◆ TASK GOAL ◆
When a line of the entries contains the word "ErroPage", report that line.

(DATA IN THIS EXERCISE Opens)

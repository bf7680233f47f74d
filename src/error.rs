// src/error.rs
use crate::templates::ErroPage;
use askama::Template;
use axum::{http::StatusCode, response::Html, response::IntoResponse};
use thiserror::Error;

#[derive(Error, Debug)]
pub enum AppError {
    #[error("Erro na base de dados: {0}")]
    SqlxError(#[from] sqlx::Error),

    #[error("Erro de migração da base de dados: {0}")]
    SqlxMigrateError(#[from] sqlx::migrate::MigrateError),

    #[error("Erro de variável de ambiente: {0}")]
    EnvVarError(#[from] std::env::VarError),

    #[error("Configuração inválida: {0}")]
    Config(String),

    #[error("Erro ao processar password")]
    PasswordHashingError,

    #[error("Credenciais inválidas")]
    InvalidCredentials,

    #[error("Erro na sessão: {0}")]
    SessionError(String),

    // --- Erros do fluxo de cadastro / lançamentos ---
    /// Entrada do utilizador malformada ou em falta.
    #[error("Dados inválidos: {0}")]
    Validation(String),

    /// Falha na criação de conta (e-mail malformado, já registado, senha fraca).
    #[error("Erro de autenticação: {0}")]
    Auth(String),

    /// O registo que devia ser atualizado não existe.
    #[error("Registo em falta: {0}")]
    MissingRecord(String),

    #[error("Não encontrado: {0}")]
    NotFound(String),

    #[error("Código de convite não encontrado")]
    CodeNotFound,

    #[error("Código de convite já utilizado")]
    CodeAlreadyUsed,

    #[error("Utilizador já pertence a esta organização")]
    AlreadyMember,

    #[error("Erro interno inesperado")]
    InternalServerError,

    #[error("Não autorizado")]
    Unauthorized,
}

impl AppError {
    /// Mensagem segura para mostrar ao utilizador (inline nos formulários).
    pub fn user_message(&self) -> String {
        match self {
            AppError::Validation(msg) | AppError::Auth(msg) => msg.clone(),
            AppError::InvalidCredentials => "E-mail ou senha inválidos.".into(),
            AppError::CodeNotFound => "Código de convite não encontrado.".into(),
            AppError::CodeAlreadyUsed => "Este código de convite já foi utilizado.".into(),
            AppError::AlreadyMember => "Esta conta já está vinculada à turma.".into(),
            AppError::NotFound(_) | AppError::MissingRecord(_) => "Registo não encontrado.".into(),
            AppError::Unauthorized => "Não tem permissão para esta ação.".into(),
            AppError::SqlxError(_) | AppError::SqlxMigrateError(_) => "Erro ao aceder aos dados. Tente novamente.".into(),
            _ => "Ocorreu um erro inesperado.".into(),
        }
    }

    pub fn status_code(&self) -> StatusCode {
        match self {
            AppError::Validation(_) | AppError::Auth(_) => StatusCode::BAD_REQUEST,
            AppError::InvalidCredentials => StatusCode::UNAUTHORIZED,
            AppError::Unauthorized => StatusCode::FORBIDDEN,
            AppError::NotFound(_) | AppError::CodeNotFound => StatusCode::NOT_FOUND,
            AppError::CodeAlreadyUsed | AppError::AlreadyMember => StatusCode::CONFLICT,
            _ => StatusCode::INTERNAL_SERVER_ERROR,
        }
    }
}

// Como converter AppError numa resposta HTTP
impl IntoResponse for AppError {
    fn into_response(self) -> axum::response::Response {
        // Loga o erro detalhado no servidor
        tracing::error!("Erro processado: {:?}", self);

        let status = self.status_code();
        let pagina = ErroPage {
            status: status.as_u16(),
            mensagem: self.user_message(),
        };
        match pagina.render() {
            Ok(html) => (status, Html(html)).into_response(),
            Err(e) => {
                tracing::error!("Falha ao renderizar página de erro: {}", e);
                (status, "Ocorreu um erro inesperado.").into_response()
            }
        }
    }
}

// Tipo Result padrão para a aplicação
pub type AppResult<T = ()> = Result<T, AppError>;
// src/main.rs

// --- Declaração dos Módulos ---
mod config;
mod db;
mod error;
mod models;
mod services;
mod state;
mod templates;
mod web;

// --- Imports ---
use crate::{config::AppConfig, state::AppState};
use axum::serve;
use time::Duration;
use tokio::net::TcpListener;
use tower::ServiceBuilder;
use tower_cookies::CookieManagerLayer;
use tower_http::trace::TraceLayer;
use tower_sessions::{ExpiredDeletion, Expiry, SessionManagerLayer};
use tower_sessions_sqlx_store::SqliteStore;
use tracing_subscriber::{fmt, layer::SubscriberExt, util::SubscriberInitExt, EnvFilter};

const DEFAULT_LOG_FILTER: &str = "facillit_hub=debug,tower_http=info,sqlx=warn,tower_sessions=info";

#[tokio::main]
async fn main() -> anyhow::Result<()> {
    // --- Configuração do Logging (Tracing) ---
    // RUST_LOG (inclusive vindo do .env) sobrepõe o filtro padrão
    dotenvy::dotenv().ok();
    tracing_subscriber::registry()
        .with(EnvFilter::try_from_default_env().unwrap_or_else(|_| DEFAULT_LOG_FILTER.into()))
        .with(fmt::layer())
        .init();

    tracing::info!("🚀 Iniciando servidor Facillit Hub...");

    let config = AppConfig::from_env().map_err(|e| {
        tracing::error!("❌ Configuração inválida: {}", e);
        anyhow::anyhow!("Falha ao ler configuração: {}", e)
    })?;

    // --- Configuração da Base de Dados ---
    let db_pool = match db::create_db_pool(&config).await {
        Ok(pool) => pool,
        Err(e) => {
            tracing::error!("❌ Falha crítica ao inicializar a base de dados: {}", e);
            return Err(anyhow::anyhow!("Falha ao conectar/migrar DB: {}", e));
        }
    };

    // --- Configuração das Sessões ---
    let session_store = SqliteStore::new(db_pool.clone())
        .with_table_name("sessions")
        .map_err(|e| anyhow::anyhow!("Falha ao criar session store: {}", e))?;
    session_store
        .migrate()
        .await
        .map_err(|e| anyhow::anyhow!("Falha ao criar tabela de sessões: {}", e))?;

    let session_store_clone = session_store.clone();
    tokio::spawn(async move {
        if let Err(e) = session_store_clone
            .continuously_delete_expired(tokio::time::Duration::from_secs(60 * 60))
            .await
        {
            tracing::error!("Erro na task de limpeza de sessões: {:?}", e);
        }
    });
    tracing::info!("🧹 Tarefa de limpeza de sessões iniciada.");

    let session_layer = SessionManagerLayer::new(session_store)
        .with_secure(false)
        .with_http_only(true)
        .with_expiry(Expiry::OnInactivity(Duration::days(1)));

    tracing::info!("🔑 Camada de sessão configurada.");

    // --- Criação do Estado da Aplicação ---
    let addr = config.bind_addr;
    let app_state = AppState::new(db_pool, config);

    // --- Listener ---
    tracing::info!("📡 Servidor escutando em http://{}", addr);
    let listener = match TcpListener::bind(addr).await {
        Ok(l) => l,
        Err(e) => {
            tracing::error!("❌ Falha ao iniciar listener em {}: {}", addr, e);
            return Err(e.into());
        }
    };

    // --- Router e Middlewares ---
    let app = web::routes::create_router(app_state).layer(
        ServiceBuilder::new()
            .layer(TraceLayer::new_for_http())
            .layer(CookieManagerLayer::new())
            .layer(session_layer),
    );
    tracing::info!("✅ Router e middlewares configurados.");

    tracing::info!("👂 Servidor pronto para aceitar conexões...");
    if let Err(e) = serve(listener, app.into_make_service()).await {
        tracing::error!("❌ Erro fatal no servidor: {}", e);
        return Err(e.into());
    }

    Ok(())
}
// src/services/mod.rs
pub mod auth_service;
pub mod cadastro_service;
pub mod frequencia_service;
pub mod notas_service;
pub mod organizacao_service;
pub mod user_service;
// src/models/mod.rs
pub mod cadastro;
pub mod frequencia;
pub mod notas;
pub mod organizacao;
pub mod user;
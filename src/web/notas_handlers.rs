// src/web/notas_handlers.rs
use crate::{
    error::{AppError, AppResult},
    models::notas::{AvaliacaoInput, Bimestre, Boletim, ResumoNotas},
    services::{notas_service, user_service},
    state::AppState,
    templates::{render, Nav, NotasAlunoPage, NotasPage, ResumoView},
    web::{dashboard_handlers::linhas_da_turma, flash, mw_auth::SessaoAtual},
};
use axum::{
    extract::{Extension, Path, State},
    response::{IntoResponse, Response},
    Json,
};
use serde::Serialize;
use tower_cookies::Cookies;

/// Resposta do lançamento: o boletim relido e o resumo recalculado.
#[derive(Debug, Serialize)]
pub struct NotasResposta {
    pub boletim: Boletim,
    pub resumo: ResumoNotas,
}

#[derive(Debug, Serialize)]
struct ErroJson {
    erro: String,
}

// Erros do endpoint JSON saem em JSON, não na página HTML de erro
fn erro_json(e: AppError) -> Response {
    tracing::warn!("POST /notas falhou: {:?}", e);
    (e.status_code(), Json(ErroJson { erro: e.user_message() })).into_response()
}

async fn exigir_aluno_da_turma(state: &AppState, sessao: &SessaoAtual, student_id: &str) -> AppResult<()> {
    if user_service::professor_tem_aluno(&state.db_pool, &sessao.user_id, student_id).await? {
        Ok(())
    } else {
        tracing::warn!("Professor {} sem acesso às notas de {}", sessao.user_id, student_id);
        Err(AppError::Unauthorized)
    }
}

// GET /notas
pub async fn notas_turma_handler(
    State(state): State<AppState>,
    Extension(sessao): Extension<SessaoAtual>,
    cookies: Cookies,
) -> AppResult<Response> {
    let alunos = user_service::students_by_teacher(&state.db_pool, &sessao.user_id).await?;
    let page = NotasPage {
        nav: Nav::from(&sessao),
        aviso: flash::tomar_aviso(&cookies, &state.cookie_key),
        alunos: linhas_da_turma(&state.db_pool, &alunos).await?,
    };
    Ok(render(&page)?.into_response())
}

// GET /notas/{id}
pub async fn notas_aluno_handler(
    State(state): State<AppState>,
    Extension(sessao): Extension<SessaoAtual>,
    Path(student_id): Path<String>,
) -> AppResult<Response> {
    exigir_aluno_da_turma(&state, &sessao, &student_id).await?;

    let profile = user_service::find_profile_by_id(&state.db_pool, &student_id)
        .await?
        .ok_or_else(|| AppError::NotFound(format!("aluno {}", student_id)))?;
    let boletim = notas_service::carregar_boletim(&state.db_pool, &student_id).await?;

    let page = NotasAlunoPage {
        nav: Nav::from(&sessao),
        aluno_id: profile.id.clone(),
        aluno_nome: profile.display_name().to_string(),
        resumo: ResumoView::do_boletim(&boletim),
    };
    Ok(render(&page)?.into_response())
}

// POST /notas/{id}/{bimestre}  (JSON: [{ "nome", "valorMax", "nota" }, ...])
// Valores não numéricos são recusados pelo próprio extrator `Json`.
pub async fn salvar_bimestre_handler(
    State(state): State<AppState>,
    Extension(sessao): Extension<SessaoAtual>,
    Path((student_id, bimestre)): Path<(String, String)>,
    Json(avaliacoes): Json<Vec<AvaliacaoInput>>,
) -> Response {
    let resultado: AppResult<NotasResposta> = async {
        let bimestre = Bimestre::parse(&bimestre)
            .ok_or_else(|| AppError::Validation(format!("Bimestre inválido: '{}'", bimestre)))?;
        exigir_aluno_da_turma(&state, &sessao, &student_id).await?;

        let boletim = notas_service::salvar_bimestre(&state.db_pool, &student_id, bimestre, &avaliacoes).await?;
        let resumo = notas_service::calcular_resumo(&boletim);
        tracing::info!(
            "Notas de {} ({}) gravadas por {}: {:.1}% {}",
            student_id,
            bimestre,
            sessao.user_id,
            resumo.percentual,
            resumo.status
        );
        Ok(NotasResposta { boletim, resumo })
    }
    .await;

    match resultado {
        Ok(resposta) => Json(resposta).into_response(),
        Err(e) => erro_json(e),
    }
}
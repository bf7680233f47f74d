// src/services/notas_service.rs
use crate::{
    error::{AppError, AppResult},
    models::notas::{
        Avaliacao, AvaliacaoInput, AvaliacaoRow, Bimestre, Boletim, ResumoNotas, StatusFinal, TotalBimestre,
    },
};
use sqlx::SqlitePool;
use std::collections::{BTreeMap, HashMap};
use uuid::Uuid;

/// Percentual mínimo para ficar em recuperação.
pub const LIMITE_RECUPERACAO: f64 = 50.0;
/// Percentual mínimo para aprovação.
pub const LIMITE_APROVACAO: f64 = 70.0;

/// Classifica o aluno pelo percentual obtido.
pub fn classificar(percentual: f64) -> StatusFinal {
    if percentual < LIMITE_RECUPERACAO {
        StatusFinal::Reprovado
    } else if percentual < LIMITE_APROVACAO {
        StatusFinal::Recuperacao
    } else {
        StatusFinal::Aprovado
    }
}

/// Soma as notas e os valores máximos de um bimestre (valores em falta contam 0).
pub fn total_bimestre(avaliacoes: &[Avaliacao]) -> TotalBimestre {
    avaliacoes.iter().fold(TotalBimestre::default(), |acc, a| TotalBimestre {
        nota: acc.nota + a.nota_ou_zero(),
        valor_max: acc.valor_max + a.valor_max_ou_zero(),
    })
}

/// Agrega o boletim inteiro: totais por bimestre, totais finais, percentual e status.
/// Sem valor máximo nenhum, o percentual é 0 (e o aluno fica "Reprovado").
pub fn calcular_resumo(boletim: &Boletim) -> ResumoNotas {
    let por_bimestre: BTreeMap<Bimestre, TotalBimestre> = Bimestre::TODOS
        .into_iter()
        .map(|b| (b, total_bimestre(boletim.avaliacoes(b))))
        .collect();

    let nota_final: f64 = por_bimestre.values().map(|t| t.nota).sum();
    let valor_max_final: f64 = por_bimestre.values().map(|t| t.valor_max).sum();
    let percentual = if valor_max_final > 0.0 {
        nota_final / valor_max_final * 100.0
    } else {
        0.0
    };

    ResumoNotas {
        nota_final,
        valor_max_final,
        percentual,
        status: classificar(percentual),
        por_bimestre,
    }
}

/// Carrega o boletim de um aluno, com os quatro bimestres sempre presentes.
pub async fn carregar_boletim(db_pool: &SqlitePool, student_id: &str) -> AppResult<Boletim> {
    let rows = sqlx::query_as::<_, AvaliacaoRow>(
        r#"
        SELECT id, student_id, bimestre, posicao, nome, valor_max, nota
        FROM avaliacoes
        WHERE student_id = ?1
        ORDER BY bimestre ASC, posicao ASC
        "#,
    )
    .bind(student_id)
    .fetch_all(db_pool)
    .await?;

    let mut boletim = Boletim::default();
    for row in rows {
        let Some(bimestre) = Bimestre::parse(&row.bimestre) else {
            tracing::warn!("Avaliação {} com bimestre desconhecido '{}', ignorada.", row.id, row.bimestre);
            continue;
        };
        boletim.push(
            bimestre,
            Avaliacao {
                id: row.id,
                nome: row.nome,
                valor_max: row.valor_max,
                nota: row.nota,
            },
        );
    }
    Ok(boletim)
}

/// Boletins de vários alunos de uma vez (página de notas da turma).
pub async fn carregar_boletins(db_pool: &SqlitePool, student_ids: &[String]) -> AppResult<HashMap<String, Boletim>> {
    let mut boletins = HashMap::with_capacity(student_ids.len());
    for id in student_ids {
        boletins.insert(id.clone(), carregar_boletim(db_pool, id).await?);
    }
    Ok(boletins)
}

/// Substitui todas as avaliações de um bimestre de um aluno pela lista recebida, na mesma ordem.
/// Devolve o boletim relido da base.
pub async fn salvar_bimestre(
    db_pool: &SqlitePool,
    student_id: &str,
    bimestre: Bimestre,
    avaliacoes: &[AvaliacaoInput],
) -> AppResult<Boletim> {
    if let Some(pos) = avaliacoes.iter().position(|a| a.nome.trim().is_empty()) {
        return Err(AppError::Validation(format!("A avaliação {} não tem nome.", pos + 1)));
    }

    tracing::info!(
        "Lançando {} avaliações no {} do aluno {}",
        avaliacoes.len(),
        bimestre.as_str(),
        student_id
    );

    let mut tx = db_pool.begin().await?;

    sqlx::query("DELETE FROM avaliacoes WHERE student_id = ?1 AND bimestre = ?2")
        .bind(student_id)
        .bind(bimestre.as_str())
        .execute(&mut *tx)
        .await?;

    for (posicao, a) in avaliacoes.iter().enumerate() {
        let id = a
            .id
            .as_deref()
            .filter(|id| !id.trim().is_empty())
            .map(str::to_string)
            .unwrap_or_else(|| Uuid::new_v4().to_string());

        let result = sqlx::query(
            r#"
            INSERT INTO avaliacoes (id, student_id, bimestre, posicao, nome, valor_max, nota)
            VALUES (?1, ?2, ?3, ?4, ?5, ?6, ?7)
            "#,
        )
        .bind(&id)
        .bind(student_id)
        .bind(bimestre.as_str())
        .bind(posicao as i64)
        .bind(a.nome.trim())
        .bind(a.valor_max.unwrap_or(0.0))
        .bind(a.nota.unwrap_or(0.0))
        .execute(&mut *tx)
        .await;

        if let Err(sqlx::Error::Database(db_err)) = &result {
            if db_err.is_foreign_key_violation() {
                tracing::warn!("Lançamento de notas para aluno inexistente: {}", student_id);
                return Err(AppError::NotFound(format!("aluno {}", student_id)));
            }
            if db_err.is_unique_violation() {
                return Err(AppError::Validation(format!("Avaliação repetida: {}", id)));
            }
        }
        result?;
    }

    tx.commit().await?;
    carregar_boletim(db_pool, student_id).await
}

(DATA IN THIS EXERCISE Closes)

◆ ANSWER BELOW ◆
use crate::templates::ErroPage;
        let pagina = ErroPage {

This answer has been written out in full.